use chrono::{DateTime, Utc};

/// Builder for querying saga instances.
///
/// Used by operational tooling to find instances parked in a state for
/// longer than expected.
#[derive(Debug, Clone, Default)]
pub struct InstanceQuery {
    /// Filter by saga type.
    pub saga_type: Option<String>,

    /// Filter by current state (any of these states).
    pub states: Option<Vec<String>>,

    /// Only instances whose last transition happened before this time.
    pub updated_before: Option<DateTime<Utc>>,

    /// Maximum number of instances to return.
    pub limit: Option<usize>,

    /// Number of instances to skip.
    pub offset: Option<usize>,
}

impl InstanceQuery {
    /// Creates a new empty query.
    pub fn new() -> Self {
        Self::default()
    }

    /// Creates a query for instances of a specific saga type.
    pub fn for_saga_type(saga_type: impl Into<String>) -> Self {
        Self {
            saga_type: Some(saga_type.into()),
            ..Default::default()
        }
    }

    /// Filters by saga type.
    pub fn saga_type(mut self, saga_type: impl Into<String>) -> Self {
        self.saga_type = Some(saga_type.into());
        self
    }

    /// Filters by a single state.
    pub fn state(mut self, state: impl Into<String>) -> Self {
        self.states = Some(vec![state.into()]);
        self
    }

    /// Filters by multiple states (any of these).
    pub fn states(mut self, states: Vec<String>) -> Self {
        self.states = Some(states);
        self
    }

    /// Filters to instances idle since before this timestamp (exclusive).
    pub fn updated_before(mut self, timestamp: DateTime<Utc>) -> Self {
        self.updated_before = Some(timestamp);
        self
    }

    /// Limits the number of instances returned.
    pub fn limit(mut self, limit: usize) -> Self {
        self.limit = Some(limit);
        self
    }

    /// Skips a number of instances.
    pub fn offset(mut self, offset: usize) -> Self {
        self.offset = Some(offset);
        self
    }
}
//! API server entry point.

use std::sync::Arc;

use api::config::{Config, LogFormat};
use saga::{EngineConfig, OutboxRelay, TimeoutPoller, TracingPublisher};
use saga_store::{InMemorySagaStore, PostgresSagaStore, SagaStore, TimeoutScheduler};
use sqlx::postgres::PgPoolOptions;
use tokio::signal;
use tokio::sync::watch;
use tracing_subscriber::EnvFilter;
use tracing_subscriber::layer::SubscriberExt;
use tracing_subscriber::util::SubscriberInitExt;

type BoxError = Box<dyn std::error::Error + Send + Sync>;

/// Waits for a shutdown signal (SIGINT or SIGTERM).
async fn shutdown_signal() {
    let ctrl_c = async {
        if let Err(e) = signal::ctrl_c().await {
            tracing::error!(error = %e, "failed to listen for SIGINT");
            std::future::pending::<()>().await;
        }
    };

    #[cfg(unix)]
    let terminate = async {
        match signal::unix::signal(signal::unix::SignalKind::terminate()) {
            Ok(mut stream) => {
                stream.recv().await;
            }
            Err(e) => {
                tracing::error!(error = %e, "failed to listen for SIGTERM");
                std::future::pending::<()>().await;
            }
        }
    };

    #[cfg(not(unix))]
    let terminate = std::future::pending::<()>();

    tokio::select! {
        () = ctrl_c => {
            tracing::info!("received SIGINT, starting graceful shutdown");
        }
        () = terminate => {
            tracing::info!("received SIGTERM, starting graceful shutdown");
        }
    }
}

fn init_tracing(config: &Config) {
    let filter = EnvFilter::try_new(&config.log_level).unwrap_or_else(|_| EnvFilter::new("info"));
    let (text, json) = match config.log_format {
        LogFormat::Text => (Some(tracing_subscriber::fmt::layer()), None),
        LogFormat::Json => (None, Some(tracing_subscriber::fmt::layer().json())),
    };

    tracing_subscriber::registry()
        .with(filter)
        .with(text)
        .with(json)
        .init();
}

/// Serves HTTP and runs the background workers until shutdown.
async fn serve<S>(
    store: S,
    config: &Config,
    engine: EngineConfig,
    metrics_handle: metrics_exporter_prometheus::PrometheusHandle,
) -> Result<(), BoxError>
where
    S: SagaStore + TimeoutScheduler + Clone + 'static,
{
    let state = api::create_state(store.clone(), &engine)?;

    let (shutdown_tx, shutdown_rx) = watch::channel(false);

    let relay = OutboxRelay::new(store.clone(), TracingPublisher, engine.relay_batch_size)
        .with_retention(engine.outbox_retention);
    let relay_task = tokio::spawn(relay.run(engine.relay_interval, shutdown_rx.clone()));

    let poller = TimeoutPoller::new(store, Arc::clone(&state.router), engine.timeout_batch_size);
    let poller_task = tokio::spawn(poller.run(engine.timeout_poll_interval, shutdown_rx));

    let app = api::create_app(state, metrics_handle);

    let addr = config.addr();
    tracing::info!(%addr, "starting API server");
    let listener = tokio::net::TcpListener::bind(&addr).await?;
    axum::serve(listener, app)
        .with_graceful_shutdown(shutdown_signal())
        .await?;

    let _ = shutdown_tx.send(true);
    for task in [relay_task, poller_task] {
        if let Err(e) = task.await {
            tracing::error!(error = %e, "background worker panicked");
        }
    }

    Ok(())
}

#[tokio::main]
async fn main() -> Result<(), BoxError> {
    let config = Config::from_env();

    // 1. Initialize tracing
    init_tracing(&config);

    // 2. Install Prometheus metrics recorder
    let metrics_handle = metrics_exporter_prometheus::PrometheusBuilder::new().install_recorder()?;

    let engine = EngineConfig::from_env();
    tracing::info!(?engine, "engine configured");

    // 3. Pick the store and serve
    match &config.database_url {
        Some(url) => {
            let pool = PgPoolOptions::new().max_connections(10).connect(url).await?;
            let store = PostgresSagaStore::new(pool);
            store.run_migrations().await?;
            tracing::info!("using PostgreSQL saga store");
            serve(store, &config, engine, metrics_handle).await?;
        }
        None => {
            tracing::warn!("DATABASE_URL not set, saga state will not survive a restart");
            serve(InMemorySagaStore::new(), &config, engine, metrics_handle).await?;
        }
    }

    tracing::info!("server shut down gracefully");
    Ok(())
}
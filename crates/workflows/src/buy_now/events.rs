//! Messages the Buy Now saga reacts to.

use chrono::{DateTime, Utc};
use common::{CorrelationId, Money};
use saga::SagaMessage;
use serde::{Deserialize, Serialize};
use uuid::Uuid;

pub const BUY_NOW_SAGA_STARTED: &str = "BuyNowSagaStarted";
pub const AUCTION_RESERVED_FOR_BUY_NOW: &str = "AuctionReservedForBuyNow";
pub const AUCTION_RESERVATION_FAILED: &str = "AuctionReservationFailed";
pub const BUY_NOW_ORDER_CREATED: &str = "BuyNowOrderCreated";
pub const BUY_NOW_ORDER_CREATION_FAILED: &str = "BuyNowOrderCreationFailed";
pub const BUY_NOW_AUCTION_COMPLETED: &str = "BuyNowAuctionCompleted";
pub const AUCTION_RESERVATION_RELEASED: &str = "AuctionReservationReleased";
pub const BUY_NOW_SAGA_TIMED_OUT: &str = "BuyNowSagaTimedOut";

/// Inbound messages of the Buy Now saga.
#[derive(Debug, Clone, Serialize, Deserialize)]
#[serde(tag = "type", content = "data")]
pub enum BuyNowEvent {
    /// A buyer asked to buy an auction outright.
    BuyNowSagaStarted(BuyNowSagaStartedData),

    /// The auction service took the auction off the market for this buyer.
    AuctionReservedForBuyNow(AuctionReservedData),

    /// The auction could not be reserved (already sold, ended, ...).
    AuctionReservationFailed(FailureData),

    /// The order service created the order.
    BuyNowOrderCreated(OrderCreatedData),

    /// The order service refused to create the order.
    BuyNowOrderCreationFailed(FailureData),

    /// The auction service marked the auction as sold.
    BuyNowAuctionCompleted(AuctionCompletedData),

    /// The auction service put the auction back on the market.
    AuctionReservationReleased(CorrelatedData),

    /// The saga's own deadline passed.
    BuyNowSagaTimedOut(BuyNowTimedOutData),
}

impl SagaMessage for BuyNowEvent {
    fn message_type(&self) -> &'static str {
        match self {
            BuyNowEvent::BuyNowSagaStarted(_) => BUY_NOW_SAGA_STARTED,
            BuyNowEvent::AuctionReservedForBuyNow(_) => AUCTION_RESERVED_FOR_BUY_NOW,
            BuyNowEvent::AuctionReservationFailed(_) => AUCTION_RESERVATION_FAILED,
            BuyNowEvent::BuyNowOrderCreated(_) => BUY_NOW_ORDER_CREATED,
            BuyNowEvent::BuyNowOrderCreationFailed(_) => BUY_NOW_ORDER_CREATION_FAILED,
            BuyNowEvent::BuyNowAuctionCompleted(_) => BUY_NOW_AUCTION_COMPLETED,
            BuyNowEvent::AuctionReservationReleased(_) => AUCTION_RESERVATION_RELEASED,
            BuyNowEvent::BuyNowSagaTimedOut(_) => BUY_NOW_SAGA_TIMED_OUT,
        }
    }

    fn correlation_id(&self) -> CorrelationId {
        match self {
            BuyNowEvent::BuyNowSagaStarted(e) => e.correlation_id,
            BuyNowEvent::AuctionReservedForBuyNow(e) => e.correlation_id,
            BuyNowEvent::AuctionReservationFailed(e) | BuyNowEvent::BuyNowOrderCreationFailed(e) => {
                e.correlation_id
            }
            BuyNowEvent::BuyNowOrderCreated(e) => e.correlation_id,
            BuyNowEvent::BuyNowAuctionCompleted(e) => e.correlation_id,
            BuyNowEvent::AuctionReservationReleased(e) => e.correlation_id,
            BuyNowEvent::BuyNowSagaTimedOut(e) => e.correlation_id,
        }
    }
}

/// Data for BuyNowSagaStarted.
#[derive(Debug, Clone, Serialize, Deserialize)]
pub struct BuyNowSagaStartedData {
    pub correlation_id: CorrelationId,
    pub auction_id: Uuid,
    pub buyer_id: Uuid,
    pub buyer_username: String,
    pub seller_id: Uuid,
    pub seller_username: String,
    /// The buy-now price.
    pub price: Money,
    pub item_title: String,
    pub started_at: DateTime<Utc>,
}

/// Data for AuctionReservedForBuyNow.
///
/// Carries the auction's own view of seller, price and title, which
/// replaces whatever the start message claimed.
#[derive(Debug, Clone, Serialize, Deserialize)]
pub struct AuctionReservedData {
    pub correlation_id: CorrelationId,
    pub seller_id: Uuid,
    pub seller_username: String,
    pub price: Money,
    pub item_title: String,
}

/// Data for a step that failed for a business reason.
#[derive(Debug, Clone, Serialize, Deserialize)]
pub struct FailureData {
    pub correlation_id: CorrelationId,
    pub reason: String,
}

/// Data for BuyNowOrderCreated.
#[derive(Debug, Clone, Serialize, Deserialize)]
pub struct OrderCreatedData {
    pub correlation_id: CorrelationId,
    pub order_id: Uuid,
}

/// Data for BuyNowAuctionCompleted.
#[derive(Debug, Clone, Serialize, Deserialize)]
pub struct AuctionCompletedData {
    pub correlation_id: CorrelationId,
    pub completed_at: DateTime<Utc>,
}

/// Data for confirmations that carry nothing but the correlation ID.
#[derive(Debug, Clone, Serialize, Deserialize)]
pub struct CorrelatedData {
    pub correlation_id: CorrelationId,
}

/// Data for BuyNowSagaTimedOut.
#[derive(Debug, Clone, Serialize, Deserialize)]
pub struct BuyNowTimedOutData {
    pub correlation_id: CorrelationId,
    pub auction_id: Uuid,
    pub buyer_id: Uuid,
    pub buyer_username: String,
    pub timed_out_at: DateTime<Utc>,
}
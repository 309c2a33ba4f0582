//! Table-driven saga orchestration.
//!
//! A workflow is declared as a [`SagaDefinition`]: a validated table of
//! `(state, message type) → rule` entries plus an optional timeout. The
//! [`SagaOrchestrator`] applies one rule per message and commits the new
//! instance state, its outbound messages and its timeout changes as a
//! single unit of work.
//!
//! Around the orchestrator:
//! 1. [`MessageRouter`] routes untyped messages to the workflow declaring them
//! 2. [`OutboxRelay`] publishes committed outbound messages in order
//! 3. [`TimeoutPoller`] delivers due timeouts back through the router
//!
//! Every path is safe under redelivery: duplicates, out-of-order messages,
//! stale timeouts and messages for finished instances are absorbed.

pub mod config;
pub mod context;
pub mod definition;
pub mod error;
pub mod instance;
pub mod message;
pub mod orchestrator;
pub mod publisher;
pub mod relay;
pub mod router;
pub mod state;
pub mod timeouts;
pub mod workflow;

#[cfg(test)]
mod testing;

pub use config::EngineConfig;
pub use context::TransitionContext;
pub use definition::{
    DefinitionError, SagaDefinition, SagaDefinitionBuilder, TimeoutEffect, TimeoutSpec,
    TransitionRule, Violation,
};
pub use error::{Result, SagaError};
pub use instance::SagaInstance;
pub use message::{InboundMessage, OutboundMessage, SagaMessage};
pub use orchestrator::{IgnoreReason, Outcome, SagaOrchestrator};
pub use publisher::{InMemoryPublisher, MessagePublisher, TracingPublisher};
pub use relay::OutboxRelay;
pub use router::{MessageHandler, MessageRouter};
pub use state::SagaState;
pub use timeouts::TimeoutPoller;
pub use workflow::Saga;
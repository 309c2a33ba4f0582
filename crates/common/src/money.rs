use serde::{Deserialize, Serialize};

/// Monetary amount in cents.
///
/// Prices and winning bids travel between services as whole cents so that
/// the saga never rounds a value it did not compute.
#[derive(
    Debug, Clone, Copy, PartialEq, Eq, PartialOrd, Ord, Hash, Default, Serialize, Deserialize,
)]
#[serde(transparent)]
pub struct Money(i64);

impl Money {
    /// Creates an amount from cents.
    pub fn from_cents(cents: i64) -> Self {
        Self(cents)
    }

    /// Creates an amount from whole currency units, saturating at the
    /// bounds of `i64` cents.
    pub fn from_units(units: i64) -> Self {
        Self(units.saturating_mul(100))
    }

    /// Returns the amount in cents.
    pub fn cents(&self) -> i64 {
        self.0
    }

    /// Returns true if the amount is greater than zero.
    pub fn is_positive(&self) -> bool {
        self.0 > 0
    }
}

impl std::fmt::Display for Money {
    fn fmt(&self, f: &mut std::fmt::Formatter<'_>) -> std::fmt::Result {
        let sign = if self.0 < 0 { "-" } else { "" };
        write!(f, "{sign}{}.{:02}", (self.0 / 100).abs(), (self.0 % 100).abs())
    }
}
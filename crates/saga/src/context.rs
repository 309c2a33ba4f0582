//! The view a transition rule gets of the instance it is moving.

use chrono::{DateTime, Utc};
use common::CorrelationId;

use crate::instance::SagaInstance;
use crate::workflow::Saga;

/// Mutable working copy handed to a transition rule.
///
/// Changes made here are persisted only if the whole transition commits.
pub struct TransitionContext<'a, S: Saga> {
    instance: &'a mut SagaInstance<S>,
    now: DateTime<Utc>,
    compensation_retry_limit: u32,
    published: Vec<S::Command>,
    escalated: bool,
}

impl<'a, S: Saga> TransitionContext<'a, S> {
    pub(crate) fn new(
        instance: &'a mut SagaInstance<S>,
        now: DateTime<Utc>,
        compensation_retry_limit: u32,
    ) -> Self {
        Self {
            instance,
            now,
            compensation_retry_limit,
            published: Vec::new(),
            escalated: false,
        }
    }

    /// Returns the correlation ID of the instance.
    pub fn correlation_id(&self) -> CorrelationId {
        self.instance.correlation_id
    }

    /// Returns the state the instance is leaving.
    pub fn state(&self) -> S::State {
        self.instance.state
    }

    /// Returns the processing time of the current message.
    pub fn now(&self) -> DateTime<Utc> {
        self.now
    }

    /// Returns the business fields.
    pub fn data(&self) -> &S::Data {
        &self.instance.data
    }

    /// Returns the business fields for mutation.
    pub fn data_mut(&mut self) -> &mut S::Data {
        &mut self.instance.data
    }

    /// Records that a milestone was reached now.
    pub fn milestone(&mut self, name: &str) {
        self.instance.milestones.insert(name.to_string(), self.now);
    }

    /// Records why the workflow failed or degraded.
    pub fn fail(&mut self, reason: impl Into<String>) {
        self.instance.failure_reason = Some(reason.into());
    }

    /// Returns the recorded failure reason.
    pub fn failure_reason(&self) -> Option<&str> {
        self.instance.failure_reason.as_deref()
    }

    /// Returns how many times a compensating command may be re-issued.
    pub fn compensation_retry_limit(&self) -> u32 {
        self.compensation_retry_limit
    }

    /// Queues a message to publish once the transition commits.
    pub fn publish(&mut self, command: S::Command) {
        self.published.push(command);
    }

    /// Returns the messages queued so far.
    pub fn published(&self) -> &[S::Command] {
        &self.published
    }

    /// Flags that compensation was given up on and needs manual
    /// reconciliation. The alert is raised only once the transition commits.
    pub fn escalate(&mut self) {
        self.escalated = true;
    }

    pub(crate) fn into_effects(self) -> Effects<S> {
        Effects {
            published: self.published,
            escalated: self.escalated,
        }
    }
}

/// What a rule produced besides the instance changes.
pub(crate) struct Effects<S: Saga> {
    pub(crate) published: Vec<S::Command>,
    pub(crate) escalated: bool,
}
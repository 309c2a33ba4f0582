//! Outbound transports for relayed outbox messages.

use std::sync::Arc;

use async_trait::async_trait;
use saga_store::OutboxMessage;
use tokio::sync::RwLock;

use crate::error::SagaError;

/// Delivers an outbox message to the outside world.
///
/// Delivery is at-least-once: a message may be published again if the
/// relay stops between publishing and marking it dispatched.
#[async_trait]
pub trait MessagePublisher: Send + Sync {
    /// Publishes a single message.
    async fn publish(&self, message: &OutboxMessage) -> Result<(), SagaError>;
}

#[async_trait]
impl<P: MessagePublisher + ?Sized> MessagePublisher for Arc<P> {
    async fn publish(&self, message: &OutboxMessage) -> Result<(), SagaError> {
        (**self).publish(message).await
    }
}

/// Publisher that writes each message to the tracing log.
#[derive(Debug, Clone, Copy, Default)]
pub struct TracingPublisher;

#[async_trait]
impl MessagePublisher for TracingPublisher {
    async fn publish(&self, message: &OutboxMessage) -> Result<(), SagaError> {
        tracing::info!(
            message_id = %message.id,
            correlation_id = %message.correlation_id,
            saga_type = %message.saga_type,
            message_type = %message.message_type,
            payload = %message.payload,
            "outbound message published"
        );
        Ok(())
    }
}

#[derive(Debug, Default)]
struct InMemoryPublisherState {
    published: Vec<OutboxMessage>,
    fail_on_publish: bool,
}

/// In-memory publisher for testing.
#[derive(Debug, Clone, Default)]
pub struct InMemoryPublisher {
    state: Arc<RwLock<InMemoryPublisherState>>,
}

impl InMemoryPublisher {
    /// Creates a new in-memory publisher.
    pub fn new() -> Self {
        Self::default()
    }

    /// Configures the publisher to fail every publish call.
    pub async fn set_fail_on_publish(&self, fail: bool) {
        self.state.write().await.fail_on_publish = fail;
    }

    /// Returns every message published so far, in order.
    pub async fn published(&self) -> Vec<OutboxMessage> {
        self.state.read().await.published.clone()
    }

    /// Returns the message types published so far, in order.
    pub async fn published_types(&self) -> Vec<String> {
        self.state
            .read()
            .await
            .published
            .iter()
            .map(|m| m.message_type.clone())
            .collect()
    }

    /// Returns the number of messages published.
    pub async fn published_count(&self) -> usize {
        self.state.read().await.published.len()
    }
}

#[async_trait]
impl MessagePublisher for InMemoryPublisher {
    async fn publish(&self, message: &OutboxMessage) -> Result<(), SagaError> {
        let mut state = self.state.write().await;

        if state.fail_on_publish {
            return Err(SagaError::Publish("Broker unavailable".to_string()));
        }

        state.published.push(message.clone());
        Ok(())
    }
}
//! The Buy Now saga: an outright purchase of an auction.

mod commands;
mod events;
mod saga;
mod state;

pub use commands::{
    BuyNowCommand, BuyNowSagaCompleted, CompleteBuyNowAuction, CreateBuyNowOrder,
    ReleaseAuctionReservation, ReserveAuctionForBuyNow,
};
pub use events::{
    AUCTION_RESERVATION_FAILED, AUCTION_RESERVATION_RELEASED, AUCTION_RESERVED_FOR_BUY_NOW,
    AuctionCompletedData, AuctionReservedData, BUY_NOW_AUCTION_COMPLETED, BUY_NOW_ORDER_CREATED,
    BUY_NOW_ORDER_CREATION_FAILED, BUY_NOW_SAGA_STARTED, BUY_NOW_SAGA_TIMED_OUT, BuyNowEvent,
    BuyNowSagaStartedData, BuyNowTimedOutData, CorrelatedData, FailureData, OrderCreatedData,
};
pub use saga::{BUY_NOW_TIMEOUT_MINUTES, BuyNowData, BuyNowSaga, TIMEOUT_REASON};
pub use state::BuyNowState;
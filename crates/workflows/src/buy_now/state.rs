//! Buy Now state machine.

use saga::SagaState;
use serde::{Deserialize, Serialize};

/// The state of a Buy Now saga in its lifecycle.
///
/// State transitions:
/// ```text
/// Initial ──► ReservingAuction ──► CreatingOrder ──► CompletingAuction ──► Completed
///                   │                    │                  │
///                   │                    └────────┬─────────┘
///                   │                             ▼
///                   │                       Compensating ──► Failed
///                   └──────────────────────────────────────► Failed
/// ```
#[derive(Debug, Clone, Copy, PartialEq, Eq, Hash, Serialize, Deserialize, Default)]
pub enum BuyNowState {
    /// Not started yet.
    #[default]
    Initial,

    /// Waiting for the auction service to hold the auction.
    ReservingAuction,

    /// Waiting for the order service.
    CreatingOrder,

    /// Waiting for the auction service to mark the auction sold.
    CompletingAuction,

    /// Waiting for the reservation to be released.
    Compensating,

    /// The purchase went through (terminal state).
    Completed,

    /// The purchase did not go through (terminal state).
    Failed,
}

impl SagaState for BuyNowState {
    fn all() -> &'static [Self] {
        &[
            BuyNowState::Initial,
            BuyNowState::ReservingAuction,
            BuyNowState::CreatingOrder,
            BuyNowState::CompletingAuction,
            BuyNowState::Compensating,
            BuyNowState::Completed,
            BuyNowState::Failed,
        ]
    }

    fn initial() -> Self {
        BuyNowState::Initial
    }

    fn is_terminal(&self) -> bool {
        matches!(self, BuyNowState::Completed | BuyNowState::Failed)
    }

    fn as_str(&self) -> &'static str {
        match self {
            BuyNowState::Initial => "Initial",
            BuyNowState::ReservingAuction => "ReservingAuction",
            BuyNowState::CreatingOrder => "CreatingOrder",
            BuyNowState::CompletingAuction => "CompletingAuction",
            BuyNowState::Compensating => "Compensating",
            BuyNowState::Completed => "Completed",
            BuyNowState::Failed => "Failed",
        }
    }
}

impl std::fmt::Display for BuyNowState {
    fn fmt(&self, f: &mut std::fmt::Formatter<'_>) -> std::fmt::Result {
        write!(f, "{}", self.as_str())
    }
}
//! Delivery of due timeouts.

use std::sync::Arc;
use std::time::Duration;

use chrono::{DateTime, Utc};
use saga_store::TimeoutScheduler;
use tokio::sync::watch;
use tokio::time::MissedTickBehavior;

use crate::error::Result;
use crate::router::MessageRouter;

/// Polls the timeout scheduler and feeds due timeouts through the router.
///
/// A timeout is acknowledged once processing returns, whether it caused a
/// transition or was absorbed as stale. Transient failures leave it armed so
/// the next pass redelivers it.
pub struct TimeoutPoller<T: TimeoutScheduler> {
    scheduler: T,
    router: Arc<MessageRouter>,
    batch_size: usize,
}

impl<T: TimeoutScheduler> TimeoutPoller<T> {
    /// Creates a poller.
    pub fn new(scheduler: T, router: Arc<MessageRouter>, batch_size: usize) -> Self {
        Self {
            scheduler,
            router,
            batch_size: batch_size.max(1),
        }
    }

    /// Delivers timeouts due at `now`. Returns how many were acknowledged.
    #[tracing::instrument(skip(self))]
    pub async fn fire_due(&self, now: DateTime<Utc>) -> Result<usize> {
        let due = self.scheduler.due(now, self.batch_size).await?;
        let mut acknowledged = 0;

        for timeout in due {
            match self.router.route_timeout(&timeout).await {
                Ok(outcome) => {
                    tracing::debug!(
                        token = %timeout.token,
                        correlation_id = %timeout.correlation_id,
                        transitioned = outcome.is_transitioned(),
                        "timeout delivered"
                    );
                    metrics::counter!(
                        "saga_timeouts_fired_total",
                        "saga_type" => timeout.saga_type.clone()
                    )
                    .increment(1);
                }
                Err(e) if e.is_permanent() => {
                    tracing::warn!(
                        token = %timeout.token,
                        correlation_id = %timeout.correlation_id,
                        error = %e,
                        "undeliverable timeout discarded"
                    );
                }
                Err(e) => {
                    tracing::warn!(
                        token = %timeout.token,
                        correlation_id = %timeout.correlation_id,
                        error = %e,
                        "timeout delivery failed, will retry"
                    );
                    continue;
                }
            }

            self.scheduler.acknowledge(timeout.token).await?;
            acknowledged += 1;
        }

        Ok(acknowledged)
    }

    /// Runs poll passes every `interval` until `shutdown` turns true.
    pub async fn run(self, interval: Duration, mut shutdown: watch::Receiver<bool>) {
        let mut ticker = tokio::time::interval(interval);
        ticker.set_missed_tick_behavior(MissedTickBehavior::Delay);
        tracing::info!(?interval, "timeout poller started");

        loop {
            tokio::select! {
                _ = ticker.tick() => {
                    if let Err(e) = self.fire_due(Utc::now()).await {
                        tracing::error!(error = %e, "timeout poll pass failed");
                    }
                }
                changed = shutdown.changed() => {
                    if changed.is_err() || *shutdown.borrow() {
                        break;
                    }
                }
            }
        }

        tracing::info!("timeout poller stopped");
    }
}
*-*-*
> **Your goal**: Where a line of the material holds the word "will", copy that line.

> **The answer**:
            tracing::warn!("DATABASE_URL not set, saga state will not survive a restart");
                        "timeout delivery failed, will retry"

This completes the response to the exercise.